Objective: Gout is a heterogeneous metabolic disease and is affected by both environmental and genetic factors. The purpose of this study is to investigate the gene-gene (or genetic variants) interactions in gout.

Methods: Possible pairwise genetic variant interactions were explored between three gout associated loci (17q23.2, 9p24.2 and 11p15.5) from our previous genome wide association study (GWAS). A GPU (graphic processing unit)-accelerated version of BOOST (Boolean Operation-based Screening and Testing) was used for detecting gene interactions in a sample of 1,255 male cases and 1,848 male controls.
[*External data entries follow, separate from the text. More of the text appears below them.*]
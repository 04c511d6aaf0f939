//! Remote data gateway
//!
//! Read-only access to the named collections of the document store. Everything returned here
//! is an untyped [`Document`]; mapping into domain records happens at the call site.

use async_trait::async_trait;
use atelier::documents::{Document, FromDocument};
use mockall::automock;
use rustc_hash::{FxHashMap, FxHashSet};
use serde::Serialize;
use serde_json::Value;
use smallvec::SmallVec;
use tracing::warn;

pub mod errors;
mod http;

pub use errors::GatewayError;
pub use http::{HttpDocumentStore, HttpDocumentStoreConfig};

/// Largest number of values the store accepts in one `in` filter.
pub const MAX_IN_FILTER_VALUES: usize = 10;

/// Field holding the document id in queries.
pub const ID_FIELD: &str = "id";

/// Filter comparison operators.
#[derive(Debug, Clone, Copy, PartialEq, Eq, Serialize)]
pub enum FilterOp {
    /// Field equals value
    #[serde(rename = "==")]
    Equal,

    /// Field is one of the listed values
    #[serde(rename = "in")]
    In,
}

/// A single field filter.
#[derive(Debug, Clone, PartialEq, Serialize)]
pub struct Filter {
    /// Field name
    pub field: String,

    /// Operator
    pub op: FilterOp,

    /// Operand
    pub value: Value,
}

impl Filter {
    /// Equality filter.
    pub fn equal(field: &str, value: impl Into<Value>) -> Self {
        Self {
            field: field.to_string(),
            op: FilterOp::Equal,
            value: value.into(),
        }
    }

    /// Membership filter.
    pub fn one_of(field: &str, values: &[String]) -> Self {
        Self {
            field: field.to_string(),
            op: FilterOp::In,
            value: Value::from(values.to_vec()),
        }
    }
}

/// Conjunction of filters. An empty query matches every document.
#[derive(Debug, Clone, Default, PartialEq)]
pub struct Query {
    filters: SmallVec<[Filter; 2]>,
}

impl Query {
    /// Query matching every document.
    pub fn all() -> Self {
        Self::default()
    }

    /// Add a filter.
    #[must_use]
    pub fn filter(mut self, filter: Filter) -> Self {
        self.filters.push(filter);
        self
    }

    /// Filters, in the order they were added.
    pub fn filters(&self) -> &[Filter] {
        &self.filters
    }
}

#[automock]
#[async_trait]
pub trait DocumentStore: Send + Sync {
    /// Fetch one document by id. Returns `None` if it does not exist.
    async fn get(&self, collection: &str, id: &str) -> Result<Option<Document>, GatewayError>;

    /// Fetch every document matching the query.
    async fn query(&self, collection: &str, query: &Query)
    -> Result<Vec<Document>, GatewayError>;
}

/// Fetch documents by id in batches the store accepts, returning them in the order given.
///
/// Duplicate ids are fetched once. Ids the store does not return are skipped.
///
/// # Errors
///
/// Returns the first [`GatewayError`] raised by a batch.
pub async fn fetch_by_ids(
    store: &dyn DocumentStore,
    collection: &str,
    ids: &[String],
) -> Result<Vec<Document>, GatewayError> {
    let mut seen = FxHashSet::default();
    let unique: Vec<String> = ids
        .iter()
        .filter(|id| !id.is_empty() && seen.insert(id.as_str()))
        .cloned()
        .collect();

    let mut found: FxHashMap<String, Document> = FxHashMap::default();

    for batch in unique.chunks(MAX_IN_FILTER_VALUES) {
        let query = Query::all().filter(Filter::one_of(ID_FIELD, batch));

        for document in store.query(collection, &query).await? {
            found.insert(document.id.clone(), document);
        }
    }

    Ok(unique
        .iter()
        .filter_map(|id| {
            let document = found.remove(id);

            if document.is_none() {
                warn!(collection, id = %id, "document not found");
            }

            document
        })
        .collect())
}

/// Map documents into records, skipping any that are rejected.
pub fn parse_documents<T: FromDocument>(documents: &[Document]) -> Vec<T> {
    documents
        .iter()
        .filter_map(|document| match document.parse() {
            Ok(record) => Some(record),
            Err(error) => {
                warn!(collection = T::COLLECTION, id = %document.id, %error, "skipping document");
                None
            }
        })
        .collect()
}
Results: Three significant pair-way interactions were observed for rs6476874 (9p24.2, solute carrier family 1 member 1, SLC1A1) and rs7225870 (17q23.2, intergenic variant), rs7029249 (9p24.2, intergenic variant) and rs800123 (11p15.5, intergenic variant), and rs231352 (11p15.5, potassium voltage-gated channel subfamily Q member 1, KCNQ1) and rs9902812 (17q23.2, integrator complex subunit 2, INTS2). The p values are 1.46×10-6, 2.07×10-6 and 8.88×10-6, respectively. None survived in the Bonferroni correction for multiple comparisons, but were close to the significance level 5.91×10-7.

Conclusion: These three genetic variant interactions might confer susceptibility to gout. Further investigations are required to validate the findings and explore more genetic variant interactions in the etiology of gout.